[Exercise brief] Scan the entries below. Report each line where the string "space" occurs.

Stored data entries
****************************************

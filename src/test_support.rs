//! In-memory storage provider for engine tests.
//!
//! One `FakeCloud` holds the state of every fake account; providers and
//! sessions handed out by it share that state, so a test can script free
//! space, failures and share trees up front and inspect call logs after.

use async_trait::async_trait;
use std::collections::{HashMap, HashSet};
use std::sync::{Arc, Mutex, MutexGuard};

use crate::providers::{
    AuthError, CapacityQueryError, CapacitySnapshot, Credentials, FileOperationError,
    ProviderType, RemoteFile, ShareDescriptor, ShareDirListing, ShareInfo, ShareLinkError,
    StorageProvider, StorageSession,
};

#[derive(Default)]
pub struct FakeState {
    pub free: HashMap<String, u64>,
    pub auth_failures: HashSet<String>,
    pub capacity_failures: HashSet<String>,
    pub shares: HashMap<String, ShareInfo>,
    pub share_dirs: HashMap<String, ShareDirListing>,
    /// Files per account folder id
    pub folders: HashMap<String, Vec<RemoteFile>>,
    /// `(name, id)` of created folders per parent id
    pub subfolders: HashMap<String, Vec<(String, String)>>,
    /// When false, accepted copies never show up in the target folder
    pub deliver_copies: bool,
    pub submit_fails: bool,
    pub authentications: Vec<String>,
    pub capacity_checks: Vec<String>,
    pub created_folders: Vec<(String, String, String)>,
    pub submissions: Vec<(String, String, String, String)>,
    pub renames: Vec<(String, String)>,
    next_id: u64,
}

impl FakeState {
    fn next_id(&mut self) -> String {
        self.next_id += 1;
        format!("id-{}", self.next_id)
    }
}

#[derive(Clone, Default)]
pub struct FakeCloud {
    state: Arc<Mutex<FakeState>>,
}

impl FakeCloud {
    pub fn new() -> Self {
        let cloud = Self::default();
        cloud.state().deliver_copies = true;
        cloud
    }

    pub fn state(&self) -> MutexGuard<'_, FakeState> {
        self.state.lock().unwrap()
    }

    /// Register an account with the given free space.
    pub fn with_account(self, username: &str, free_bytes: u64) -> Self {
        self.state().free.insert(username.to_string(), free_bytes);
        self
    }

    /// Register a share whose entry is a single file.
    pub fn with_file_share(self, code: &str, name: &str, size: u64) -> Self {
        let info = ShareInfo {
            entry: RemoteFile::file(format!("{code}-file"), name, size),
            share_id: format!("{code}-share"),
            share_mode: "1".into(),
            access_code: None,
        };
        self.state().shares.insert(code.to_string(), info);
        self
    }

    /// Register a share whose entry is the folder `root_id`.
    pub fn with_folder_share(self, code: &str, root_id: &str) -> Self {
        let info = ShareInfo {
            entry: RemoteFile::folder(root_id, "shared"),
            share_id: format!("{code}-share"),
            share_mode: "1".into(),
            access_code: None,
        };
        self.state().shares.insert(code.to_string(), info);
        self
    }

    pub fn with_share_dir(self, folder_id: &str, files: Vec<RemoteFile>, folders: &[&str]) -> Self {
        let listing = ShareDirListing {
            files,
            folders: folders.iter().map(|f| f.to_string()).collect(),
        };
        self.state().share_dirs.insert(folder_id.to_string(), listing);
        self
    }

    pub fn provider(&self) -> Arc<dyn StorageProvider> {
        Arc::new(FakeProvider { cloud: self.clone() })
    }

    /// A session for `username` without going through `authenticate`.
    pub fn session(&self, username: &str) -> FakeSession {
        FakeSession { cloud: self.clone(), username: username.to_string() }
    }

    pub fn capacity_checks(&self) -> Vec<String> {
        self.state().capacity_checks.clone()
    }

    pub fn authentications(&self) -> Vec<String> {
        self.state().authentications.clone()
    }
}

pub struct FakeProvider {
    cloud: FakeCloud,
}

#[async_trait]
impl StorageProvider for FakeProvider {
    fn provider_type(&self) -> ProviderType {
        ProviderType::Cloud189
    }

    async fn authenticate(&self, credentials: &Credentials) -> Result<Box<dyn StorageSession>, AuthError> {
        let mut state = self.cloud.state();
        state.authentications.push(credentials.username.clone());
        if state.auth_failures.contains(&credentials.username) {
            return Err(AuthError::Http { step: "login-submit", status: 403 });
        }
        drop(state);
        Ok(Box::new(self.cloud.session(&credentials.username)))
    }
}

pub struct FakeSession {
    cloud: FakeCloud,
    username: String,
}

#[async_trait]
impl StorageSession for FakeSession {
    async fn capacity(&self) -> Result<CapacitySnapshot, CapacityQueryError> {
        let mut state = self.cloud.state();
        state.capacity_checks.push(self.username.clone());
        if state.capacity_failures.contains(&self.username) {
            return Err(CapacityQueryError::MissingField("freeSize"));
        }
        let free_bytes = state.free.get(&self.username).copied().unwrap_or(0);
        Ok(CapacitySnapshot { free_bytes })
    }

    async fn share_info(&self, share: &ShareDescriptor) -> Result<ShareInfo, ShareLinkError> {
        self.cloud
            .state()
            .shares
            .get(share.share_code())
            .cloned()
            .ok_or_else(|| ShareLinkError::NotFound(share.to_string()))
    }

    async fn list_share_dir(&self, folder_id: &str, _share: &ShareInfo) -> Result<ShareDirListing, ShareLinkError> {
        Ok(self.cloud.state().share_dirs.get(folder_id).cloned().unwrap_or_default())
    }

    async fn create_folder(&self, name: &str, parent_id: &str) -> Result<String, FileOperationError> {
        let mut state = self.cloud.state();
        let id = state.next_id();
        state
            .created_folders
            .push((self.username.clone(), name.to_string(), parent_id.to_string()));
        state.folders.insert(id.clone(), Vec::new());
        state
            .subfolders
            .entry(parent_id.to_string())
            .or_default()
            .push((name.to_string(), id.clone()));
        Ok(id)
    }

    async fn find_folder(&self, parent_id: &str, name: &str) -> Result<Option<String>, FileOperationError> {
        let state = self.cloud.state();
        Ok(state
            .subfolders
            .get(parent_id)
            .and_then(|dirs| dirs.iter().find(|(n, _)| n == name))
            .map(|(_, id)| id.clone()))
    }

    async fn save_share_file(
        &self,
        file: &RemoteFile,
        _share: &ShareInfo,
        file_name: &str,
        target_folder_id: &str,
    ) -> Result<(), FileOperationError> {
        let mut state = self.cloud.state();
        if state.submit_fails {
            return Err(FileOperationError::SubmitFailed("HTTP 500".into()));
        }
        state.submissions.push((
            self.username.clone(),
            file.file_id.clone(),
            file_name.to_string(),
            target_folder_id.to_string(),
        ));
        // SHARE_SAVE keeps the shared file's own name
        if state.deliver_copies {
            let id = state.next_id();
            let copy = RemoteFile::file(id, file.name.clone(), file.size);
            state.folders.entry(target_folder_id.to_string()).or_default().push(copy);
        }
        Ok(())
    }

    async fn list_files(&self, folder_id: &str) -> Result<Vec<RemoteFile>, FileOperationError> {
        self.cloud
            .state()
            .folders
            .get(folder_id)
            .cloned()
            .ok_or_else(|| FileOperationError::ListFailed {
                folder_id: folder_id.to_string(),
                message: "no such folder".into(),
            })
    }

    async fn rename_file(&self, file_id: &str, new_name: &str) -> Result<(), FileOperationError> {
        let mut state = self.cloud.state();
        state.renames.push((file_id.to_string(), new_name.to_string()));
        for files in state.folders.values_mut() {
            if let Some(file) = files.iter_mut().find(|f| f.file_id == file_id) {
                file.name = new_name.to_string();
                return Ok(());
            }
        }
        Err(FileOperationError::RenameFailed(format!("no such file {file_id}")))
    }
}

****************************************

[Task response]
//! space, failures and share trees up front and inspect call logs after.
    /// Register an account with the given free space.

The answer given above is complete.